By the late ‘80s the Hard-Ons had evolved from a scrappy western suburbs garage band to cult international act, touring Europe on multiple occasions and attracting the attention of artists such as The Ramones (“Joey Ramone told us he played us on his radio show – that was a great honour”), Poison Idea and Henry Rollins (with whom the Hard-Ons collaborated on a cover of AC/DC’s Let There Be Rock).

When the Hard-Ons also found themselves caught up in the hastily conceived shotgun marriage between the mainstream music industry and independent sector that followed the release of Nirvana’s Nevermind, the seeds of the Hard-Ons’ initial break up in 1997 were sown.

“The three of us were really into the music, and not paying attention to anything else,” Black says. “But when it started to get bigger, we were being encouraged to do things a bit differently. With the record after Yummy, Too Far Gone, we started being told off for trying to sound different, turning up for photo shoots not looking a million bucks, we thought, ‘Fuckin’ hell, this is kind of shit’, and we ended up disbanding.”

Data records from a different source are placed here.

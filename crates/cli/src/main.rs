use std::io::IsTerminal;
use std::str::FromStr;
use std::sync::Arc;
use std::time::Duration;

use anyhow::{Context, Result};
use clap::{ArgAction, Parser};
use kwatch_core::WatchError;
use kwatch_kubehub::{KubeResolver, ResolveOptions, DEFAULT_MAX_RETRIES};
use kwatch_render::{ColorMode, DiffRenderer, DiffSink, DiffTool};
use kwatch_session::{effective_timeout, Coordinator};
use tokio_util::sync::CancellationToken;
use tracing::{error, info, warn};

mod duration;

use duration::parse_duration;

#[derive(Parser, Debug)]
#[command(
    name = "kubectl-watch",
    version,
    about = "Watch Kubernetes objects and print a YAML diff every time one changes",
    after_help = "Examples:\n  kubectl watch deploy web\n  kubectl watch nodes/node1 pods/pod1\n  kubectl watch pods -l app=web -t 1h\n  kubectl watch all --all -n prod"
)]
struct Cli {
    /// Resource expressions: TYPE NAME..., TYPE/NAME..., or TYPE[,TYPE...] with -l, --field-selector or --all
    #[arg(required = true, value_name = "RESOURCE")]
    resources: Vec<String>,

    /// Label selector, e.g. `app=web,tier!=db`
    #[arg(short = 'l', long = "selector", env = "KWATCH_SELECTOR")]
    selector: Option<String>,

    /// Field selector, e.g. `status.phase=Running`
    #[arg(long = "field-selector", env = "KWATCH_FIELD_SELECTOR")]
    field_selector: Option<String>,

    /// Watch matching objects in every namespace
    #[arg(short = 'A', long = "all-namespaces", action = ArgAction::SetTrue, env = "KWATCH_ALL_NAMESPACES")]
    all_namespaces: bool,

    /// Watch every object of the given types
    #[arg(long = "all", action = ArgAction::SetTrue)]
    all: bool,

    /// Namespace (default: the kubeconfig context's namespace)
    #[arg(short = 'n', long = "namespace", env = "KWATCH_NAMESPACE")]
    namespace: Option<String>,

    /// kubeconfig context to use
    #[arg(long = "context", env = "KWATCH_CONTEXT")]
    context: Option<String>,

    /// How long to watch each object (Go duration, e.g. 90s, 10m, 1h30m; 0 means 1h)
    #[arg(short = 't', long = "timeout", env = "KWATCH_TIMEOUT", default_value = "10m", value_parser = parse_duration)]
    timeout: Duration,

    /// Colour the diff output: auto, always or never
    #[arg(long = "color", env = "KWATCH_COLOR", default_value = "auto")]
    color: ColorMode,

    /// `system` (colordiff/diff), `builtin`, or a program invoked as `<program> <old> <new>`
    #[arg(long = "diff-tool", env = "KWATCH_EXTERNAL_DIFF", default_value = "system")]
    diff_tool: DiffTool,

    /// Consecutive watch failures tolerated per object before giving up on it
    #[arg(long = "watch-retries", env = "KWATCH_WATCH_RETRIES", default_value_t = DEFAULT_MAX_RETRIES)]
    watch_retries: u32,
}

impl Cli {
    fn resolve_options(&self) -> ResolveOptions {
        ResolveOptions {
            namespace: self.namespace.clone(),
            all_namespaces: self.all_namespaces,
            label_selector: self.selector.clone(),
            field_selector: self.field_selector.clone(),
            select_all: self.all,
            context: self.context.clone(),
            max_retries: self.watch_retries,
        }
    }
}

fn init_tracing() {
    let env = std::env::var("KWATCH_LOG").unwrap_or_else(|_| "info".to_string());
    let filter = tracing_subscriber::EnvFilter::from_str(&env).unwrap_or_else(|_| tracing_subscriber::EnvFilter::new("info"));
    // stdout carries the diffs
    tracing_subscriber::fmt().with_env_filter(filter).with_writer(std::io::stderr).with_target(false).init();
}

fn init_metrics() {
    if let Ok(addr) = std::env::var("KWATCH_METRICS_ADDR") {
        if let Ok(sock) = addr.parse::<std::net::SocketAddr>() {
            let builder = metrics_exporter_prometheus::PrometheusBuilder::new();
            match builder.with_http_listener(sock).install() {
                Ok(_) => info!(addr = %addr, "Prometheus metrics exporter listening"),
                Err(e) => warn!(error = %e, "failed to install metrics exporter"),
            }
        } else {
            warn!(addr = %addr, "invalid KWATCH_METRICS_ADDR; expected host:port");
        }
    }
}

/// First interrupt cancels every session; a second one exits at once.
fn spawn_signal_handler(shutdown: CancellationToken) {
    tokio::spawn(async move {
        if let Err(e) = wait_for_signals(shutdown).await {
            warn!(error = %e, "signal handling unavailable; Ctrl-C will terminate immediately");
        }
    });
}

fn on_signal(seen: u32, shutdown: &CancellationToken) {
    if seen == 1 {
        info!("interrupt received; stopping watches (interrupt again to exit immediately)");
        shutdown.cancel();
    } else {
        warn!("second interrupt; exiting");
        std::process::exit(1);
    }
}

#[cfg(unix)]
async fn wait_for_signals(shutdown: CancellationToken) -> std::io::Result<()> {
    use tokio::signal::unix::{signal, SignalKind};
    let mut interrupt = signal(SignalKind::interrupt())?;
    let mut terminate = signal(SignalKind::terminate())?;
    let mut seen = 0u32;
    loop {
        tokio::select! {
            _ = interrupt.recv() => {}
            _ = terminate.recv() => {}
        }
        seen += 1;
        on_signal(seen, &shutdown);
    }
}

#[cfg(not(unix))]
async fn wait_for_signals(shutdown: CancellationToken) -> std::io::Result<()> {
    let mut seen = 0u32;
    loop {
        tokio::signal::ctrl_c().await?;
        seen += 1;
        on_signal(seen, &shutdown);
    }
}

#[tokio::main]
async fn main() -> Result<()> {
    init_tracing();
    init_metrics();
    let cli = Cli::parse();

    let shutdown = CancellationToken::new();
    spawn_signal_handler(shutdown.clone());

    let color = cli.color.enabled(std::io::stdout().is_terminal());
    let renderer = Arc::new(DiffRenderer::new(cli.diff_tool.clone(), color, DiffSink::stdout()));
    let timeout = effective_timeout(Some(cli.timeout));
    info!(diff_tool = ?renderer.tool(), color = renderer.color(), timeout = ?timeout, "kubectl-watch starting");

    let resolver = tokio::select! {
        r = KubeResolver::connect(&cli.resources, cli.resolve_options()) => r.context("preparing watch targets")?,
        _ = shutdown.cancelled() => {
            info!("interrupted before any watch started");
            return Ok(());
        }
    };

    let coordinator = Coordinator::new(renderer, timeout, shutdown.clone());
    let report = match coordinator.run(&resolver).await {
        Ok(r) => r,
        Err(e @ WatchError::Setup(_)) => {
            error!(error = %e, "nothing to watch");
            return Err(e.into());
        }
        Err(e) => return Err(e.into()),
    };

    let diffs: u64 = report.sessions.iter().map(|s| s.diffs).sum();
    let dropped: u64 = report.sessions.iter().map(|s| s.dropped + s.render_failures).sum();
    info!(
        sessions = report.sessions.len(),
        failed_targets = report.failures.len(),
        diffs,
        dropped,
        "all watches stopped"
    );
    Ok(())
}

#[cfg(test)]
mod tests {
    use super::*;
    use clap::CommandFactory;

    #[test]
    fn cli_definition_is_consistent() {
        Cli::command().debug_assert();
    }

    #[test]
    fn defaults() {
        let cli = Cli::try_parse_from(["kubectl-watch", "deploy", "web"]).unwrap();
        assert_eq!(cli.resources, vec!["deploy", "web"]);
        assert_eq!(cli.timeout, Duration::from_secs(600));
        assert_eq!(cli.diff_tool, DiffTool::System);
        assert_eq!(cli.watch_retries, DEFAULT_MAX_RETRIES);
        assert!(!cli.all_namespaces);
    }

    #[test]
    fn flags_map_onto_resolve_options() {
        let cli = Cli::try_parse_from([
            "kubectl-watch", "pods", "-l", "app=web", "-A", "-t", "1h30m", "--color", "never", "--diff-tool", "builtin",
            "--context", "staging",
        ])
        .unwrap();
        assert_eq!(cli.timeout, Duration::from_secs(5400));
        assert_eq!(cli.color, ColorMode::Never);
        assert_eq!(cli.diff_tool, DiffTool::Builtin);
        let o = cli.resolve_options();
        assert!(o.all_namespaces && o.has_selector());
        assert_eq!(o.context.as_deref(), Some("staging"));
    }

    #[test]
    fn rejects_bad_values() {
        assert!(Cli::try_parse_from(["kubectl-watch"]).is_err());
        assert!(Cli::try_parse_from(["kubectl-watch", "pods", "--all", "-t", "soon"]).is_err());
        assert!(Cli::try_parse_from(["kubectl-watch", "pods", "--all", "--color", "sometimes"]).is_err());
    }
}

But after a three-year hiatus the Hard-Ons reconvened. De Silva left the band in 2001, replaced initially by Pete Kostic (Front End Loader) and subsequently Murray Ruse. With the band showing no signs of stopping just yet – Black says the brutal assault he suffered while driving his taxi a couple of years ago has only increased his work ethic – the Hard-Ons (with de Silva as a special guest at each show) return to Melbourne this weekend to celebrate their 30-year anniversary.

In the ‘80s, the Hard-Ons were described as a cross between Motorhead and The Beach Boys. As the band approaches its own middle age, are the Hard-Ons closer to either band? Black ponders the question for a moment.

“Well we’ve changed our sound a lot over the years so we’re not like Motorhead,” he says. “And while Brian Wilson has done a lot of amazing things over the years, he’s a little bit crazy. So I don’t think we’re like either of those bands – we sound different and we’re not crazy,” Black laughs.